> Instructions to follow:
Which lines of the data contain the string "долго"? Copy every one.

┄┄┄┄┄┄┄┄┄┄┄┄┄┄┄┄┄┄┄┄

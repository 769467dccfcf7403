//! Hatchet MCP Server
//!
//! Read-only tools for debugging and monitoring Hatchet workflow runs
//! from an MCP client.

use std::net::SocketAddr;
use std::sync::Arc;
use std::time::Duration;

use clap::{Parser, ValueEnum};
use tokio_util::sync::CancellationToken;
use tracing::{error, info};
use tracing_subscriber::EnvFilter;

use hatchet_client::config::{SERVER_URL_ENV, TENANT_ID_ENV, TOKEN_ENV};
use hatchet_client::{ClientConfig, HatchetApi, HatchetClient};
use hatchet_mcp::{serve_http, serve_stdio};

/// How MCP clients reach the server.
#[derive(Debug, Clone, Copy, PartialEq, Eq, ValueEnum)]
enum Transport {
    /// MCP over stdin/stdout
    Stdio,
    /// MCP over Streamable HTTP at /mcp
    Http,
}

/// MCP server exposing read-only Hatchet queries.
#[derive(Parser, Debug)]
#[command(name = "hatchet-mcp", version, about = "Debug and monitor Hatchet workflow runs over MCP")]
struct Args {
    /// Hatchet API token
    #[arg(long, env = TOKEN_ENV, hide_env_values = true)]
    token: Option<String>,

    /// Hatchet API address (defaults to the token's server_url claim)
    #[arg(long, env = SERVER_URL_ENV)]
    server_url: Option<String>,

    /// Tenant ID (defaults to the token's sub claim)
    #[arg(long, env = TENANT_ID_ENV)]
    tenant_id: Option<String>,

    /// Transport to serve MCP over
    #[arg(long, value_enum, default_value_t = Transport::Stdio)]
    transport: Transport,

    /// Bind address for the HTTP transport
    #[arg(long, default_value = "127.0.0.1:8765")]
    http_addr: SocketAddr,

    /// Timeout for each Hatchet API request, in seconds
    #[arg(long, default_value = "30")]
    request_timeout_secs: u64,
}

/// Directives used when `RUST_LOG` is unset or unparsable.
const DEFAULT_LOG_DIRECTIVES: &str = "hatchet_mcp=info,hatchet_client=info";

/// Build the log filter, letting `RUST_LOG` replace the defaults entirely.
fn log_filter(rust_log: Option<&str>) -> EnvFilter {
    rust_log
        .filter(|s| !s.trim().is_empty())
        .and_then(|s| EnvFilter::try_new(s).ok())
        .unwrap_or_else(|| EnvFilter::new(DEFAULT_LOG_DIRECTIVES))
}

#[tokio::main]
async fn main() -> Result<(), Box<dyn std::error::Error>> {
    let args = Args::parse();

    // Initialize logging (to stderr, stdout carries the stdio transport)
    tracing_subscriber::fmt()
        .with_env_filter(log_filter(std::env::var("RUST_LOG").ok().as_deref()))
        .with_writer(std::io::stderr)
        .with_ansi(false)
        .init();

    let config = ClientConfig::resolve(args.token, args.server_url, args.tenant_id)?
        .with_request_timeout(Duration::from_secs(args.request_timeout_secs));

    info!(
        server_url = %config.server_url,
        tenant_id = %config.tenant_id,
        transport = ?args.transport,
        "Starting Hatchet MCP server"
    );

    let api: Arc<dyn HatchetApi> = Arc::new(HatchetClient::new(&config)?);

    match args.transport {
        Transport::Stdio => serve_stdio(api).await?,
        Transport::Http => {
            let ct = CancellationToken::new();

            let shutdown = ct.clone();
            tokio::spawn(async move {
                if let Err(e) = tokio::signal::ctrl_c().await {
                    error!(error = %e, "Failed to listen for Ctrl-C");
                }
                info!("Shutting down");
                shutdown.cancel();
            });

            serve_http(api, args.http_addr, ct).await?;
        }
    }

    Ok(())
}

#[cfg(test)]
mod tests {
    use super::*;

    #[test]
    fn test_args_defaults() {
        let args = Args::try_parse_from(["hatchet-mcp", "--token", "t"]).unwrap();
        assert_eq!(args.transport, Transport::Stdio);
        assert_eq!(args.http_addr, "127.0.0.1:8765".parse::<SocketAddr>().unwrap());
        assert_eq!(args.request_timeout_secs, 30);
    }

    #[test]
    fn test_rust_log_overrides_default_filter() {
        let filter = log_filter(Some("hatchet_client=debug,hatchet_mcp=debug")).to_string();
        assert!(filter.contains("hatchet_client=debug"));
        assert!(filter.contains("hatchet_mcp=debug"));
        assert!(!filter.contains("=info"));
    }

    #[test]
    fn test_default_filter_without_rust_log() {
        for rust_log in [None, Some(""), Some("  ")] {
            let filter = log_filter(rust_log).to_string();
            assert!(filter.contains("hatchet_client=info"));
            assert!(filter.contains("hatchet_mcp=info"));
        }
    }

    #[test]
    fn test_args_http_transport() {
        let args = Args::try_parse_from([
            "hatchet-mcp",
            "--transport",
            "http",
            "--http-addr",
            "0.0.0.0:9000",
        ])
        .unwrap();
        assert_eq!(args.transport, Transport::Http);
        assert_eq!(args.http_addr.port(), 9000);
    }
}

┄┄┄┄┄┄┄┄┄┄┄┄┄┄┄┄┄┄┄┄

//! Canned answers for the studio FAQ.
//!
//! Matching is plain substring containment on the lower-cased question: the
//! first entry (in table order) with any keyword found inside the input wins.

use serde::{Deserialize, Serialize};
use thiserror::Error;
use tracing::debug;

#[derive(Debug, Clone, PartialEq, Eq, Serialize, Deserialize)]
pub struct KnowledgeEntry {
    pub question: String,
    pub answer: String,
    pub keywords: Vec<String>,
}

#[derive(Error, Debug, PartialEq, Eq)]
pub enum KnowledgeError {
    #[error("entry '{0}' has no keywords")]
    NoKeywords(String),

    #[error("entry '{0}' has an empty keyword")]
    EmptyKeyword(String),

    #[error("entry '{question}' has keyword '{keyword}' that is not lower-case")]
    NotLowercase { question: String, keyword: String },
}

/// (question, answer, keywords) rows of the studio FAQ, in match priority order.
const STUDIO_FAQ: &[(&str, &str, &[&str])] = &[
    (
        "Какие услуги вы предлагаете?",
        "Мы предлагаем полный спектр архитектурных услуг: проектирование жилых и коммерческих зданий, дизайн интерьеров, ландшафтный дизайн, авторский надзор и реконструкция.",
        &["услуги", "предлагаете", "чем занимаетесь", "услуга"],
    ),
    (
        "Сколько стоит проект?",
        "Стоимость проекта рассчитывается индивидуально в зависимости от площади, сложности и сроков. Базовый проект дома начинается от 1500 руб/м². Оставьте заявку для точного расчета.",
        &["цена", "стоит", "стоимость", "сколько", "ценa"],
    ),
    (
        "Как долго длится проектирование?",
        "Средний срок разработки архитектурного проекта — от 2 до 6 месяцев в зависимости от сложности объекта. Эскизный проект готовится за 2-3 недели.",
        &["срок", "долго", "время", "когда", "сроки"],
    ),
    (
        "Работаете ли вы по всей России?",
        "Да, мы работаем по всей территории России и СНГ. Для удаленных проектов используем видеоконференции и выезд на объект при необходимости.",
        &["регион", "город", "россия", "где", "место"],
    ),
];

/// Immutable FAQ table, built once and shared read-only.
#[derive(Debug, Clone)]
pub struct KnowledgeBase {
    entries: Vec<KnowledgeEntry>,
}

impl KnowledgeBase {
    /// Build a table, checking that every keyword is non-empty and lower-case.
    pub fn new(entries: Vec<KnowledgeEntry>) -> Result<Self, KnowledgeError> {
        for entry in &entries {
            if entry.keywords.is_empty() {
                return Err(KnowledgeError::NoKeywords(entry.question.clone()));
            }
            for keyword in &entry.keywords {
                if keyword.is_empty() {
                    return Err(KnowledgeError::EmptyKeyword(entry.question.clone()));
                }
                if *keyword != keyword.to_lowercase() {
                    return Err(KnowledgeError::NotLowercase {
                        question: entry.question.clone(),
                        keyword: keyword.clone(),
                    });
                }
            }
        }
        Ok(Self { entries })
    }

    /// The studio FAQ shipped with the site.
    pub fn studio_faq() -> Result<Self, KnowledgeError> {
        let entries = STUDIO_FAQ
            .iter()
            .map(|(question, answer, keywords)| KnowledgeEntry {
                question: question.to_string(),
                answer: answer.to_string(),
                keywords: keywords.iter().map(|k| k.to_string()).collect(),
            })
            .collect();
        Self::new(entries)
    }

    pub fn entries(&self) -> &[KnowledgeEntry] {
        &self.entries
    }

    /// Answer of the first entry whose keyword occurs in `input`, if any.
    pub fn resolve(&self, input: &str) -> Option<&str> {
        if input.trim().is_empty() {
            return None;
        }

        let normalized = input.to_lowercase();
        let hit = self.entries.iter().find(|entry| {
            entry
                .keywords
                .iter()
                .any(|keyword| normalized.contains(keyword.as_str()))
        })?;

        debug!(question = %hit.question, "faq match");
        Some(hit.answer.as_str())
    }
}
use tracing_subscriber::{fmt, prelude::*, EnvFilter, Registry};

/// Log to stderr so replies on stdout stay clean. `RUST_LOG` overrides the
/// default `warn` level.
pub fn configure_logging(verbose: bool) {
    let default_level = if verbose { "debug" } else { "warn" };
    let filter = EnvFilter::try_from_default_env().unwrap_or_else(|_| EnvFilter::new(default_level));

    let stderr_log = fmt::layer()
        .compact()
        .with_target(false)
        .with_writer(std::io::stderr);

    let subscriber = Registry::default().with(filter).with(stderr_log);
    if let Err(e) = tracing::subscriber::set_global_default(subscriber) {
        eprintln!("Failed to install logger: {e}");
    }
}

┄┄┄┄┄┄┄┄┄┄┄┄┄┄┄┄┄┄┄┄

> Response area:
        "Как долго длится проектирование?",
        &["срок", "долго", "время", "когда", "сроки"],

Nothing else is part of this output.